I opened a browser I’m not logged in on to see what these ads were.
Here is the text, unedited, of the second ad I was shown (after closing the first):
“Hi reader 🙂. Sorry for the interruption, but this Saturday Wikipedia really needs your help. This is the 3rd appeal we've shown you. 98% of our readers don't give; they look the other way 😢. All we ask is $2.75 and then you can get back to your article. We ask you, humbly: please don't scroll away 🙏🙏.“
It would be quite helpful if the WMF’s marketing and fundraising-focused teams weren’t so intent on destroying Wikipedia’s reputation. I, and I’m sure most editors, don’t care that praying and crying emojis illicit more money. There are social and reputation costs to portraying Wikipedia like a crying, praying beggar about to go broke. And though I understand the employees responsible for pushing this nonsense in front of every reader evidently do not care about the costs of their actions, and only whatever money they can get from it, it remains wholly unacceptable.

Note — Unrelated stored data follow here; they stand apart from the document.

//! Line-oriented event scripts driving an [`Aia`].
//!
//! One command per line, `#` starts a comment, numbers are decimal or `0x` hex:
//!
//! ```text
//! write ADDR DATA
//! read ADDR                        # claiming read
//! peek ADDR                        # read without side effects
//! expect ADDR VALUE                # claiming read, must equal VALUE
//! line ID 0|1
//! pulse ID
//! csr-write HART m|s GUEST SEL DATA
//! csr-read HART m|s GUEST SEL
//! claim HART m|s GUEST
//! eip HART m|s
//! ```

use std::io::{self, Write};

use thiserror::Error;

use crate::aia::Aia;
use crate::error::AiaError;
use crate::level::PrivLevel;

#[derive(Debug, Clone, Copy, PartialEq, Eq)]
pub enum Command {
    Write { addr: u64, data: u32 },
    Read { addr: u64 },
    Peek { addr: u64 },
    Expect { addr: u64, value: u32 },
    Line { id: u32, level: bool },
    Pulse { id: u32 },
    CsrWrite {
        hart: u32,
        level: PrivLevel,
        guest: u32,
        sel: u32,
        data: u64,
    },
    CsrRead {
        hart: u32,
        level: PrivLevel,
        guest: u32,
        sel: u32,
    },
    Claim {
        hart: u32,
        level: PrivLevel,
        guest: u32,
    },
    Eip { hart: u32, level: PrivLevel },
}

/// A command and the script line it came from
#[derive(Debug, Clone, Copy, PartialEq, Eq)]
pub struct Step {
    pub line: usize,
    pub command: Command,
}

#[derive(Debug, Error)]
pub enum ScriptError {
    #[error("line {line}: {msg}")]
    Parse { line: usize, msg: String },
    #[error("line {line}: {addr:#x} read {actual:#010x}, expected {expected:#010x}")]
    Mismatch {
        line: usize,
        addr: u64,
        expected: u32,
        actual: u32,
    },
    #[error("line {line}: {source}")]
    Aia {
        line: usize,
        #[source]
        source: AiaError,
    },
    #[error("output: {0}")]
    Io(#[from] io::Error),
}

fn parse_num(tok: &str) -> Option<u64> {
    match tok.strip_prefix("0x").or_else(|| tok.strip_prefix("0X")) {
        Some(hex) => u64::from_str_radix(&hex.replace('_', ""), 16).ok(),
        None => tok.replace('_', "").parse().ok(),
    }
}

fn parse_level(tok: &str) -> Option<PrivLevel> {
    match tok {
        "m" | "M" => Some(PrivLevel::Machine),
        "s" | "S" => Some(PrivLevel::Supervisor),
        other => other.parse().ok().and_then(PrivLevel::from_bits),
    }
}

/// Parse one line; None for blank and comment-only lines
fn parse_line(text: &str) -> std::result::Result<Option<Command>, String> {
    let text = text.split('#').next().unwrap_or("");
    let toks: Vec<&str> = text.split_whitespace().collect();
    let Some((&op, args)) = toks.split_first() else {
        return Ok(None);
    };

    let arity = |n: usize| {
        if args.len() == n {
            Ok(())
        } else {
            Err(format!("{} takes {} arguments, got {}", op, n, args.len()))
        }
    };
    let num = |i: usize| parse_num(args[i]).ok_or_else(|| format!("bad number '{}'", args[i]));
    let num32 = |i: usize| {
        num(i).and_then(|v| u32::try_from(v).map_err(|_| format!("'{}' exceeds 32 bits", args[i])))
    };
    let level = |i: usize| parse_level(args[i]).ok_or_else(|| format!("bad level '{}'", args[i]));

    let command = match op {
        "write" => {
            arity(2)?;
            Command::Write {
                addr: num(0)?,
                data: num32(1)?,
            }
        }
        "read" => {
            arity(1)?;
            Command::Read { addr: num(0)? }
        }
        "peek" => {
            arity(1)?;
            Command::Peek { addr: num(0)? }
        }
        "expect" => {
            arity(2)?;
            Command::Expect {
                addr: num(0)?,
                value: num32(1)?,
            }
        }
        "line" => {
            arity(2)?;
            Command::Line {
                id: num32(0)?,
                level: num(1)? != 0,
            }
        }
        "pulse" => {
            arity(1)?;
            Command::Pulse { id: num32(0)? }
        }
        "csr-write" => {
            arity(5)?;
            Command::CsrWrite {
                hart: num32(0)?,
                level: level(1)?,
                guest: num32(2)?,
                sel: num32(3)?,
                data: num(4)?,
            }
        }
        "csr-read" => {
            arity(4)?;
            Command::CsrRead {
                hart: num32(0)?,
                level: level(1)?,
                guest: num32(2)?,
                sel: num32(3)?,
            }
        }
        "claim" => {
            arity(3)?;
            Command::Claim {
                hart: num32(0)?,
                level: level(1)?,
                guest: num32(2)?,
            }
        }
        "eip" => {
            arity(2)?;
            Command::Eip {
                hart: num32(0)?,
                level: level(1)?,
            }
        }
        other => return Err(format!("unknown command '{}'", other)),
    };
    Ok(Some(command))
}

pub fn parse(text: &str) -> Result<Vec<Step>, ScriptError> {
    let mut steps = Vec::new();
    for (i, raw) in text.lines().enumerate() {
        let line = i + 1;
        if let Some(command) = parse_line(raw).map_err(|msg| ScriptError::Parse { line, msg })? {
            steps.push(Step { line, command });
        }
    }
    Ok(steps)
}

/// Apply `steps` in order, printing every read result to `out`
pub fn run<W: Write>(aia: &mut Aia, steps: &[Step], out: &mut W) -> Result<(), ScriptError> {
    for step in steps {
        let line = step.line;
        let wrap = |source| ScriptError::Aia { line, source };
        log::debug!("line {}: {:?}", line, step.command);
        match step.command {
            Command::Write { addr, data } => aia.mmio_write(addr, data).map_err(wrap)?,
            Command::Read { addr } => {
                let val = aia.mmio_read(addr).map_err(wrap)?;
                writeln!(out, "{:#010x}", val)?;
            }
            Command::Peek { addr } => {
                let val = aia.mmio_peek(addr).map_err(wrap)?;
                writeln!(out, "{:#010x}", val)?;
            }
            Command::Expect { addr, value } => {
                let actual = aia.mmio_read(addr).map_err(wrap)?;
                if actual != value {
                    return Err(ScriptError::Mismatch {
                        line,
                        addr,
                        expected: value,
                        actual,
                    });
                }
                writeln!(out, "{:#010x}", actual)?;
            }
            Command::Line { id, level } => aia.set_source(id, level),
            Command::Pulse { id } => aia.pulse_source(id),
            Command::CsrWrite {
                hart,
                level,
                guest,
                sel,
                data,
            } => aia
                .imsic_csr_write(hart, level, guest, sel, data)
                .map_err(wrap)?,
            Command::CsrRead {
                hart,
                level,
                guest,
                sel,
            } => {
                let val = aia.imsic_csr_read(hart, level, guest, sel).map_err(wrap)?;
                writeln!(out, "{:#x}", val)?;
            }
            Command::Claim { hart, level, guest } => {
                let val = aia.imsic_claim(hart, level, guest).map_err(wrap)?;
                writeln!(out, "{:#010x}", val)?;
            }
            Command::Eip { hart, level } => {
                writeln!(out, "{}", aia.external_interrupt(hart, level) as u8)?;
            }
        }
    }
    Ok(())
}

Tell me: why should I volunteer to work on a project whose owners, regardless of the incredibly large quantities of money they already have, seek frequently to illicit donations through methods that damage Wikipedia’s reputation? Why would I give hours of my time a week to make Wikimedia projects clear of vandalism and abuse, seeking to give readers the impression of a functional and reliable source of information, knowing that some marketing person could undo all of the volunteers’ work through some ad campaign?
And yes, I also understand that volunteers complain every time this happens. There’s very good reason to do so, as every time these campaigns go out they are worse than the last, wholly ignorant of community wishes, and taking no views into account other than those who reflect purely a goal of getting more donations.
Regards, Vermont
On Sat, Dec 5, 2020 at 05:22 Fæ faewik@gmail.com wrote:
Let's try kicking this perennial thead again.
This morning (5 Dec 2020) I paused cooling my porridge when looking up how Wikipedia describes 'Latinx' usage on my cellular, I was faced with a *2 page* advert.
- The advert meant nothing of the article could be seen, not even the
title, without having to pass the two pages of several big blue fundraising notices.
- There's some statements in those notices that, frankly, look
unencyclopaedic like "People told us we'd regret making Wikipedia a non-profit". That's a literally untrue Trumpian political sentence if ever I saw one.
- The 2 pages close with "We ask you, humbly: don't scroll away"
followed by a single option of a "MAYBE LATER" link (not a 'go away forever please' link, and yes, it's really in shouty all caps).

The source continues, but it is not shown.